TASK TO CARRY OUT » Report how many lines in the data below hold "limit", with no other words.
[SUPPLIED MATERIAL — start]
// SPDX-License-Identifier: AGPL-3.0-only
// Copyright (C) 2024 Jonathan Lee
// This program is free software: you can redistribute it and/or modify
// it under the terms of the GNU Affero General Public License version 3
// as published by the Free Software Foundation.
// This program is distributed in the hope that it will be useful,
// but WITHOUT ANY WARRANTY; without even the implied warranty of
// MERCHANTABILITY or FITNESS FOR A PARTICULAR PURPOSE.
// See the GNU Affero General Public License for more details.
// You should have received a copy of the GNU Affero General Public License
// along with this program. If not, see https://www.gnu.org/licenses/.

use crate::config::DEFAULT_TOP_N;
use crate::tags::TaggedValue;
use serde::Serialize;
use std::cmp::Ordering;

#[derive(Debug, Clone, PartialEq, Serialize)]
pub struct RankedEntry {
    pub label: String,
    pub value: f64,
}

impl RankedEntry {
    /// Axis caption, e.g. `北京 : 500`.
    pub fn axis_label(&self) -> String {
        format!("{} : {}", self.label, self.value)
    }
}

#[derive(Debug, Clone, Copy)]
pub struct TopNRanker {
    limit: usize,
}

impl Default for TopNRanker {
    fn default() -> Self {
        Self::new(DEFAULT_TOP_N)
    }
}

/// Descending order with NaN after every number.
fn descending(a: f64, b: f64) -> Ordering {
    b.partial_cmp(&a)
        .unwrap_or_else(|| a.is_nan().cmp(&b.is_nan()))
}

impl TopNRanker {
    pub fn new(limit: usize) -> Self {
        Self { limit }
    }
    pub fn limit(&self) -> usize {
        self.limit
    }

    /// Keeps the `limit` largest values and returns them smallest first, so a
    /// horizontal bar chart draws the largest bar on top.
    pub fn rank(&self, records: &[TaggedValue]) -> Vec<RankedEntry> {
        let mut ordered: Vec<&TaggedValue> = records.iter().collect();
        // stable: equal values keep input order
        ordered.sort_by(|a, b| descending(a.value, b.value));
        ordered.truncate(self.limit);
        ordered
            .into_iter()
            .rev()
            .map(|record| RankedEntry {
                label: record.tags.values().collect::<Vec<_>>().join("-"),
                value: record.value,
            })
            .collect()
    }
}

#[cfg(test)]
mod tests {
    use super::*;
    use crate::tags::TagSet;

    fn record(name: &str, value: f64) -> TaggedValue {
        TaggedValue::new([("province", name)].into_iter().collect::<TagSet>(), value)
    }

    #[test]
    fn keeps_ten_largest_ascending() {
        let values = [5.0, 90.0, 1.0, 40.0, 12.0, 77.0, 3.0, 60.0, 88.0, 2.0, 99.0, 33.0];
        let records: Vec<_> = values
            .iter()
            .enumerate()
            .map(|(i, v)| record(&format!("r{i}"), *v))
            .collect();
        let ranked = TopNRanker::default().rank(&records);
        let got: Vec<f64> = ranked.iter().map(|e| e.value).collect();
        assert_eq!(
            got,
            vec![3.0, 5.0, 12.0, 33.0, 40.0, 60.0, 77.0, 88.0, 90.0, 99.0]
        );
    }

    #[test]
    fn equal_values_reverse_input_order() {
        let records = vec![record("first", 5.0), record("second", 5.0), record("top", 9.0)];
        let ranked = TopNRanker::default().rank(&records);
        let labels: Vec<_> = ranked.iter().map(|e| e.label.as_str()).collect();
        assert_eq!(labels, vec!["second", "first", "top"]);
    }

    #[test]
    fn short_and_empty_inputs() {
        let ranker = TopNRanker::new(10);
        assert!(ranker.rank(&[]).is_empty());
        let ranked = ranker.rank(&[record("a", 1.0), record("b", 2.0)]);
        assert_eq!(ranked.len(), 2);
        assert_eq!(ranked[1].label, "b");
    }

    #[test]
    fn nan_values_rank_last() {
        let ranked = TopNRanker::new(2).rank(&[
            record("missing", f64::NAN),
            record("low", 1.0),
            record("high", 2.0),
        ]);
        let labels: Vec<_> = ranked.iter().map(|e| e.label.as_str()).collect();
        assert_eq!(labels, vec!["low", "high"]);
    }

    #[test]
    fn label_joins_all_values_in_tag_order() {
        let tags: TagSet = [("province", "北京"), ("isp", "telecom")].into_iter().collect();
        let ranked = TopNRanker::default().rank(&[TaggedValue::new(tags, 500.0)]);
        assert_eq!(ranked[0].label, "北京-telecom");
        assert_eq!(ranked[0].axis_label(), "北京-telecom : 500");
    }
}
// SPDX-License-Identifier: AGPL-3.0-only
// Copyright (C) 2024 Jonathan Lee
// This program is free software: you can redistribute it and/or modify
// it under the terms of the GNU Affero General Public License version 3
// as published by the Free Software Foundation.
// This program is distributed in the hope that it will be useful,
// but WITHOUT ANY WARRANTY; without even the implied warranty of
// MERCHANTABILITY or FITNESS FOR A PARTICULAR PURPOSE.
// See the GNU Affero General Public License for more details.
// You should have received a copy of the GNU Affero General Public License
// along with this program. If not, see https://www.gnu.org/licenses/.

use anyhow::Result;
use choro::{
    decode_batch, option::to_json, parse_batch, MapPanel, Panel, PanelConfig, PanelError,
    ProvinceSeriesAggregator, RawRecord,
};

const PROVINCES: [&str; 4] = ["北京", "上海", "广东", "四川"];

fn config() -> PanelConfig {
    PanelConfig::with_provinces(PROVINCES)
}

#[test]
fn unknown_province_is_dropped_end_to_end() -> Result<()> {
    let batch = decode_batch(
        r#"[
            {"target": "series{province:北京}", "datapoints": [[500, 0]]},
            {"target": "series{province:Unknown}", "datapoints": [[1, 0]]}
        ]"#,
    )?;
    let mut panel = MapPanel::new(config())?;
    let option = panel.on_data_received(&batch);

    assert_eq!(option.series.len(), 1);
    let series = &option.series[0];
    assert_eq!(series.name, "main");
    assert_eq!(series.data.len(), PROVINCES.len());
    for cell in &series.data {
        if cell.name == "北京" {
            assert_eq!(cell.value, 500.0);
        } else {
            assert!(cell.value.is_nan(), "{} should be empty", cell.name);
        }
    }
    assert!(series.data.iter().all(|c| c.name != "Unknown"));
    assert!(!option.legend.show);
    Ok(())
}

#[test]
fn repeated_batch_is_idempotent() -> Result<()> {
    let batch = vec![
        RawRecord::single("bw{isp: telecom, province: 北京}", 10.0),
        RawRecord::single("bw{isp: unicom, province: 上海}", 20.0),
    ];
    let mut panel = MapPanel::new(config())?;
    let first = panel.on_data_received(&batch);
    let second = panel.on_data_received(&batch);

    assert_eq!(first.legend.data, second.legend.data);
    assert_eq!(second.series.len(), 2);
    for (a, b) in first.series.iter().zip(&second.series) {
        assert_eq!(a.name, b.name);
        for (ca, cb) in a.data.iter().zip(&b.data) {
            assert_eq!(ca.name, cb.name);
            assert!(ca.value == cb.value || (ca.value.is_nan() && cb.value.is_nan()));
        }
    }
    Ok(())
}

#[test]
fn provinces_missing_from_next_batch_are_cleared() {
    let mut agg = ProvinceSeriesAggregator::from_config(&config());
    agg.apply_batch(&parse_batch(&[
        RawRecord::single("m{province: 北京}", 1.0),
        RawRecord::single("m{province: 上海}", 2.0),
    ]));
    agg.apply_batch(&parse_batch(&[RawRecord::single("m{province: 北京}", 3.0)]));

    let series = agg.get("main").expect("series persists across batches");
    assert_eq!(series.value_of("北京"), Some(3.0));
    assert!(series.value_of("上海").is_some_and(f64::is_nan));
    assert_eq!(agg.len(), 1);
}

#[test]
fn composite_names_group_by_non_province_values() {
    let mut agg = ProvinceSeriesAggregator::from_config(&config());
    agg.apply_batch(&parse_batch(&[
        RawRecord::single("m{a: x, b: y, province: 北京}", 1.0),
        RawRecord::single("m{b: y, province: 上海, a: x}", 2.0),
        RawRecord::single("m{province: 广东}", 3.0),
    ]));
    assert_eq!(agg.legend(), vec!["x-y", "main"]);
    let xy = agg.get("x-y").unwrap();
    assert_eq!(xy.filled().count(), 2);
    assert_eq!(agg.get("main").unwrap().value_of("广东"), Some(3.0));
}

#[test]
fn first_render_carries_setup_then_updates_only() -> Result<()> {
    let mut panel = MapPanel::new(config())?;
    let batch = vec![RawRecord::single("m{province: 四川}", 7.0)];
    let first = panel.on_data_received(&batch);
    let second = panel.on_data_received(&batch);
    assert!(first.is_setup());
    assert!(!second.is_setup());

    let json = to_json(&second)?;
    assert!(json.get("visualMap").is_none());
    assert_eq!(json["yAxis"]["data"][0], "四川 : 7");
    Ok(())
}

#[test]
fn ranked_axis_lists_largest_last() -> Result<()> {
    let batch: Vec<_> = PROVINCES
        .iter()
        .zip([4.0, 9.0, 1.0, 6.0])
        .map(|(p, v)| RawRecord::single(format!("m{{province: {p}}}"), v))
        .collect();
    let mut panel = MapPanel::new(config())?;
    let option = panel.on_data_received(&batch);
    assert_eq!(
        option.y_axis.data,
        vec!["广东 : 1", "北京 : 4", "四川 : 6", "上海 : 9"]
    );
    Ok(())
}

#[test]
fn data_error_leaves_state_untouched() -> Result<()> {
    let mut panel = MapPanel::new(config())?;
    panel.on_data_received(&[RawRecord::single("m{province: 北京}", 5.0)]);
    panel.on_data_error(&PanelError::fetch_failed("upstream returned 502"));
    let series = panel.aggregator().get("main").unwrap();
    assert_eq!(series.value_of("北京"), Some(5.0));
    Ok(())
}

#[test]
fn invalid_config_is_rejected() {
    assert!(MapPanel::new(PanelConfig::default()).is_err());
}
[SUPPLIED MATERIAL — finish]
RESPONSE BELOW » 7